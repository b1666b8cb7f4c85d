use crate::constants::{
    DEFAULT_BORDER_THICKNESS, DEFAULT_DOCK_SLOT_HEIGHT, DEFAULT_DOCK_SLOT_WIDTH,
    DEFAULT_TOP_BAR_HEIGHT,
};

/// Fixed chrome and dock metrics for a window manager instance.
#[derive(Debug, Clone, Copy, PartialEq, Eq)]
pub struct UiConfig {
    pub top_bar_height: i32,
    pub border_thickness: i32,
    pub dock_slot_width: i32,
    pub dock_slot_height: i32,
}

impl Default for UiConfig {
    fn default() -> Self {
        Self {
            top_bar_height: DEFAULT_TOP_BAR_HEIGHT,
            border_thickness: DEFAULT_BORDER_THICKNESS,
            dock_slot_width: DEFAULT_DOCK_SLOT_WIDTH,
            dock_slot_height: DEFAULT_DOCK_SLOT_HEIGHT,
        }
    }
}

impl UiConfig {
    /// Negative metrics make no sense; clamp them to zero.
    pub fn sanitized(self) -> Self {
        Self {
            top_bar_height: self.top_bar_height.max(0),
            border_thickness: self.border_thickness.max(0),
            dock_slot_width: self.dock_slot_width.max(0),
            dock_slot_height: self.dock_slot_height.max(0),
        }
    }
}

#[cfg(test)]
mod tests {
    use super::*;

    #[test]
    fn sanitized_clamps_negatives() {
        let cfg = UiConfig {
            top_bar_height: -1,
            border_thickness: 2,
            dock_slot_width: -3,
            dock_slot_height: 4,
        }
        .sanitized();
        assert_eq!(cfg.top_bar_height, 0);
        assert_eq!(cfg.border_thickness, 2);
        assert_eq!(cfg.dock_slot_width, 0);
        assert_eq!(cfg.dock_slot_height, 4);
    }
}
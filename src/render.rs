//! Draw primitives produced by a frame and consumed by an output driver.

use crate::geometry::{Color, Rect};

#[derive(Debug, Clone, Copy, PartialEq, Eq)]
pub enum DrawCommand {
    FillRect { rect: Rect, color: Color },
}

/// Ordered draw commands; later commands paint over earlier ones.
#[derive(Debug, Clone, Default, PartialEq, Eq)]
pub struct DrawList {
    commands: Vec<DrawCommand>,
}

impl DrawList {
    pub fn new() -> Self {
        Self::default()
    }

    /// Zero-sized rectangles are dropped.
    pub fn fill_rect(&mut self, rect: Rect, color: Color) {
        if rect.is_empty() {
            return;
        }
        self.commands.push(DrawCommand::FillRect { rect, color });
    }

    pub fn commands(&self) -> &[DrawCommand] {
        &self.commands
    }

    pub fn len(&self) -> usize {
        self.commands.len()
    }

    pub fn is_empty(&self) -> bool {
        self.commands.is_empty()
    }

    pub fn iter(&self) -> impl Iterator<Item = &DrawCommand> {
        self.commands.iter()
    }
}
//! Sunrise/sunset facts for the configured location.
//!
//! The astronomical work is delegated to the SPA implementation in the
//! `solar-positioning` crate via its numeric UTC API; this module only
//! converts the results into minutes since local midnight and derives the
//! day-length trend.

use chrono::{Datelike, NaiveDate, Offset, TimeZone};
use chrono_tz::Tz;
use solar_positioning::{spa, Horizon, SunriseResult};

use crate::models::SunFacts;

/// Delta T estimate in seconds, adequate for minute-resolution results.
const DELTA_T_SECONDS: f64 = 69.0;

/// Sunrise and sunset in minutes since local midnight.
#[derive(Debug, Clone, Copy, PartialEq, Eq)]
pub struct SunTimes {
    pub sunrise_minutes: u32,
    pub sunset_minutes: u32,
}

impl SunTimes {
    pub fn day_length_minutes(&self) -> i64 {
        self.sunset_minutes as i64 - self.sunrise_minutes as i64
    }
}

/// Computes sunrise and sunset for one date.
///
/// Returns `None` on polar days and polar nights, when there is no sunrise
/// or sunset to report.
pub fn sun_times(date: NaiveDate, latitude: f64, longitude: f64, tz: Tz) -> Option<SunTimes> {
    let result = spa::sunrise_sunset_utc_for_horizon(
        date.year(),
        date.month(),
        date.day(),
        latitude,
        longitude,
        DELTA_T_SECONDS,
        Horizon::SunriseSunset,
    );
    let result = match result {
        Ok(result) => result,
        Err(e) => {
            tracing::warn!("Sunrise calculation failed for {}: {}", date, e);
            return None;
        }
    };

    match result {
        SunriseResult::RegularDay {
            sunrise, sunset, ..
        } => Some(SunTimes {
            sunrise_minutes: local_minutes(date, sunrise.hours(), tz),
            sunset_minutes: local_minutes(date, sunset.hours(), tz),
        }),
        SunriseResult::AllDay { .. } | SunriseResult::AllNight { .. } => None,
    }
}

/// Full sun facts for `date`, including the day-length change versus the
/// previous day.
pub fn sun_facts(date: NaiveDate, latitude: f64, longitude: f64, tz: Tz) -> Option<SunFacts> {
    let today = sun_times(date, latitude, longitude, tz)?;
    let yesterday = sun_times(date.pred_opt()?, latitude, longitude, tz)?;

    let day_length = today.day_length_minutes();
    let day_gain = day_length - yesterday.day_length_minutes();

    Some(SunFacts {
        sunrise: clock_string(today.sunrise_minutes),
        sunset: clock_string(today.sunset_minutes),
        sunrise_minutes: today.sunrise_minutes,
        sunset_minutes: today.sunset_minutes,
        day_length_minutes: day_length,
        day_gain_minutes: day_gain,
        is_growing: day_gain > 0,
    })
}

/// Converts a UTC hour-of-day into minutes since local midnight, using the
/// zone's offset on that date. Any whole-day offset in the input is erased
/// by the final wrap to `0..1440`.
fn local_minutes(date: NaiveDate, hours: f64, tz: Tz) -> u32 {
    let utc_minutes = (hours * 60.0).round() as i64;
    let noon_utc = date.and_hms_opt(12, 0, 0).expect("noon exists");
    let offset_minutes = tz
        .from_utc_datetime(&noon_utc)
        .offset()
        .fix()
        .local_minus_utc() as i64
        / 60;
    (utc_minutes + offset_minutes).rem_euclid(1440) as u32
}

fn clock_string(minutes: u32) -> String {
    format!("{:02}:{:02}", minutes / 60, minutes % 60)
}

#[cfg(test)]
mod tests {
    use super::*;
    use chrono_tz::Tz;

    const PARIS_LAT: f64 = 48.8566;
    const PARIS_LON: f64 = 2.3522;

    fn date(y: i32, m: u32, d: u32) -> NaiveDate {
        NaiveDate::from_ymd_opt(y, m, d).unwrap()
    }

    fn paris() -> Tz {
        "Europe/Paris".parse().unwrap()
    }

    #[test]
    fn paris_midsummer_day_is_long() {
        let times = sun_times(date(2026, 6, 21), PARIS_LAT, PARIS_LON, paris()).unwrap();
        // Roughly 05:47 sunrise and 21:58 sunset; allow slack for the
        // minute-level approximation.
        assert!(times.sunrise_minutes < 6 * 60, "{}", times.sunrise_minutes);
        assert!(times.sunset_minutes > 21 * 60, "{}", times.sunset_minutes);
        assert!(times.day_length_minutes() > 15 * 60);
    }

    #[test]
    fn polar_night_has_no_sun_times() {
        // Longyearbyen in late December.
        let tz: Tz = "Arctic/Longyearbyen".parse().unwrap();
        assert!(sun_times(date(2026, 12, 21), 78.22, 15.64, tz).is_none());
    }

    #[test]
    fn days_grow_after_winter_solstice() {
        let facts = sun_facts(date(2026, 1, 15), PARIS_LAT, PARIS_LON, paris()).unwrap();
        assert!(facts.is_growing);
        assert!(facts.day_gain_minutes > 0);
    }

    #[test]
    fn days_shrink_after_summer_solstice() {
        let facts = sun_facts(date(2026, 7, 15), PARIS_LAT, PARIS_LON, paris()).unwrap();
        assert!(!facts.is_growing);
        assert!(facts.day_gain_minutes < 0);
    }

    #[test]
    fn clock_string_pads_to_two_digits() {
        assert_eq!(clock_string(5 * 60 + 7), "05:07");
        assert_eq!(clock_string(0), "00:00");
    }
}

What to work on: Search the records above for "results" and copy every line that has it.

Answer for the task:
//! converts the results into minutes since local midnight and derives the
/// Delta T estimate in seconds, adequate for minute-resolution results.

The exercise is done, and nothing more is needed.